**SOURCE MATERIAL**.
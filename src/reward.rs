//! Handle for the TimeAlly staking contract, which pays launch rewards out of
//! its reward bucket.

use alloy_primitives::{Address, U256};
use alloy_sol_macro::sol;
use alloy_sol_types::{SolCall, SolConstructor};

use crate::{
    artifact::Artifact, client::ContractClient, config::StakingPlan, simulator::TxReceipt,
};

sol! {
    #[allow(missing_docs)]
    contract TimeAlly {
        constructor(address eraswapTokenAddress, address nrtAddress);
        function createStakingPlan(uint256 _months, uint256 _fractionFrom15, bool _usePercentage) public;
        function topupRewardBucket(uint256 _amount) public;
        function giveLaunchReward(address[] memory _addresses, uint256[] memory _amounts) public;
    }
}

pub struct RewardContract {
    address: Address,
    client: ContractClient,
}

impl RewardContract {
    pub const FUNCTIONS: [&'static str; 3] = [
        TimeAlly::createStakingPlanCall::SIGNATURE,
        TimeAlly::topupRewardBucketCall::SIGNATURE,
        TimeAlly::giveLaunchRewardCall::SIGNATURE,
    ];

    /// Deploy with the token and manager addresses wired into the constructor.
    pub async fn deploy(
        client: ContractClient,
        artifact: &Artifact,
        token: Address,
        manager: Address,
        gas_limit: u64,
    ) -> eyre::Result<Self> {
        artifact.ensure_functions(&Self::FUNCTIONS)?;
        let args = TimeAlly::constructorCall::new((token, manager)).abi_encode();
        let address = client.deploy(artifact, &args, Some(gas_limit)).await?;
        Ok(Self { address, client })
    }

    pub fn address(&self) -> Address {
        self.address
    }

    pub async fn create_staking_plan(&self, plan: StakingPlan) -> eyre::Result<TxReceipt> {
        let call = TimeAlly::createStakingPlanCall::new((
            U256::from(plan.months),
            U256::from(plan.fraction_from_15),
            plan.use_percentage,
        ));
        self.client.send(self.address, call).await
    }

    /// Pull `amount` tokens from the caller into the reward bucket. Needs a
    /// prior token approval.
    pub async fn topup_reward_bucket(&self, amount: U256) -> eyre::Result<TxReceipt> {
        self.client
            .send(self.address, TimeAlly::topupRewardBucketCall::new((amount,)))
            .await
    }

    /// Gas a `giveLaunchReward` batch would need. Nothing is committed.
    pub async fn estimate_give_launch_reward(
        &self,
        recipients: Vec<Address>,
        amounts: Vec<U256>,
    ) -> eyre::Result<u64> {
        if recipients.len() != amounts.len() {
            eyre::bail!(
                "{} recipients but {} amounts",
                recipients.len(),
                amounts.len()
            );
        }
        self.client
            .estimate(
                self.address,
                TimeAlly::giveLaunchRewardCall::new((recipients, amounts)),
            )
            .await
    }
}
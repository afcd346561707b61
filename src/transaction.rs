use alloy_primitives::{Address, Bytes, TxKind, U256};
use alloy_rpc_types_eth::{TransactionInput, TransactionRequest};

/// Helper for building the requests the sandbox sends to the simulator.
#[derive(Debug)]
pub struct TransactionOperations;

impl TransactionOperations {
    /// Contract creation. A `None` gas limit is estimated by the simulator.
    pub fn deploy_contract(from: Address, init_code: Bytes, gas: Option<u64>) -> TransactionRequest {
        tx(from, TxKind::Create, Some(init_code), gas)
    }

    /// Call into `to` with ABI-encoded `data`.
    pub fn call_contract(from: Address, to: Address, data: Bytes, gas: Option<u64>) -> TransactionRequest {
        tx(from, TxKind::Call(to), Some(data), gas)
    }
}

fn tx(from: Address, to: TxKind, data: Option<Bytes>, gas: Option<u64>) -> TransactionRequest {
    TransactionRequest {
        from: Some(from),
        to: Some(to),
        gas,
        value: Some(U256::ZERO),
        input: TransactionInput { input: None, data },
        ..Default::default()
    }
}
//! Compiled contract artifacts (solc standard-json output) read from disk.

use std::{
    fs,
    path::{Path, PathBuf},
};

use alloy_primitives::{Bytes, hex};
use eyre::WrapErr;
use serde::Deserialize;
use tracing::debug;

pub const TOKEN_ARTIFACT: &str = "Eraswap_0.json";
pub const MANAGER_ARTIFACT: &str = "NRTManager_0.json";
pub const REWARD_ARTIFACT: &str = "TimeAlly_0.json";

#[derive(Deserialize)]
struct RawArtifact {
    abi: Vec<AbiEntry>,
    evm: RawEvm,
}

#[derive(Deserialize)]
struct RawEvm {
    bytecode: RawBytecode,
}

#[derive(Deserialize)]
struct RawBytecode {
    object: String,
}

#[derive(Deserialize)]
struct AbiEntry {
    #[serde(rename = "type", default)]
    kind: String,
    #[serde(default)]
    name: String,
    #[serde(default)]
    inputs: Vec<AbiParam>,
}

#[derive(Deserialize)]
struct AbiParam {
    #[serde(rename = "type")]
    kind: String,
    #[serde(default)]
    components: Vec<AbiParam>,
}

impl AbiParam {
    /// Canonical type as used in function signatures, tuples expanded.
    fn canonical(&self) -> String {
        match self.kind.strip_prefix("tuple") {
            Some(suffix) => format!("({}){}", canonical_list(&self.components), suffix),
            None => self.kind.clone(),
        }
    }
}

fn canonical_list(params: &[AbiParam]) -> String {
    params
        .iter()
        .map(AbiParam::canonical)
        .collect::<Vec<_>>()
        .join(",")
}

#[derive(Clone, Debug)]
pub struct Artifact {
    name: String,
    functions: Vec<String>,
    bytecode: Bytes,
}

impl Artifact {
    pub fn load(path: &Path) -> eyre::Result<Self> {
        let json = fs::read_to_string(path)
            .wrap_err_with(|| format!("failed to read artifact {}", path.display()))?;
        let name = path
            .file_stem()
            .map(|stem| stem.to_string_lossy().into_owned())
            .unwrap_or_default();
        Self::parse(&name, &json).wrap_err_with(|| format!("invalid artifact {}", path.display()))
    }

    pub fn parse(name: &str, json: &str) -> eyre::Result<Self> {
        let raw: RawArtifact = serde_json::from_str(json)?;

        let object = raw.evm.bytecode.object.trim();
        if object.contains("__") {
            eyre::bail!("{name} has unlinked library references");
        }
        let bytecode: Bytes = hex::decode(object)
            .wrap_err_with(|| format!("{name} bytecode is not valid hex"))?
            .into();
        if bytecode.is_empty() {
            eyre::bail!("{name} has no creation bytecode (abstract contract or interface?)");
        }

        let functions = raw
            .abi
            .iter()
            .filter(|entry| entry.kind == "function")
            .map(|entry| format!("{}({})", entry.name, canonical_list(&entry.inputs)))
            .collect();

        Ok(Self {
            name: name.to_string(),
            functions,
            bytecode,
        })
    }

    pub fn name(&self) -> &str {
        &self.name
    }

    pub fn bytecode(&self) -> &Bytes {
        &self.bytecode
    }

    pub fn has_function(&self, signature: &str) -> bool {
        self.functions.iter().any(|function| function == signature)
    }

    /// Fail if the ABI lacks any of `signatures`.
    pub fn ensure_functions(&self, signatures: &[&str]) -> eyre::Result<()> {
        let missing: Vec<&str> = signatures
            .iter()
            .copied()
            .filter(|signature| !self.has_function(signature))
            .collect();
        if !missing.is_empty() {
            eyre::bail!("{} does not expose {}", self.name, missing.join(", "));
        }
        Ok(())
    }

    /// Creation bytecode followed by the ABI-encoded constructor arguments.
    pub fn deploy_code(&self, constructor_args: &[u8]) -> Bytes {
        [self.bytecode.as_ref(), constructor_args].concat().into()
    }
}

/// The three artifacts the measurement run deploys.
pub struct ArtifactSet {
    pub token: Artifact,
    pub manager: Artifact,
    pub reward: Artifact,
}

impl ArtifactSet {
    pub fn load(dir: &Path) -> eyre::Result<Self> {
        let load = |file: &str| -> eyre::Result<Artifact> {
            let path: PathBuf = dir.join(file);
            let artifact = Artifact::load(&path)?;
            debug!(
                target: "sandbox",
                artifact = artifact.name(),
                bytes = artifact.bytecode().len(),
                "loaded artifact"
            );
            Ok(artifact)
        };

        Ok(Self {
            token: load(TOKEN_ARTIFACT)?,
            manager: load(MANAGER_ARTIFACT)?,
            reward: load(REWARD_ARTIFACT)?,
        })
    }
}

**ACTIVITY**.
A word-for-word copy of the lines above from the one with "function topupRewardBucket(uint256 _amount)" through the one with "pub const FUNCTIONS: [&'static", inclusive, is the only output wanted.

**EXERCISE RESPONSE**.
        function topupRewardBucket(uint256 _amount) public;
        function giveLaunchReward(address[] memory _addresses, uint256[] memory _amounts) public;
    }
}

pub struct RewardContract {
    address: Address,
    client: ContractClient,
}

impl RewardContract {
    pub const FUNCTIONS: [&'static str; 3] = [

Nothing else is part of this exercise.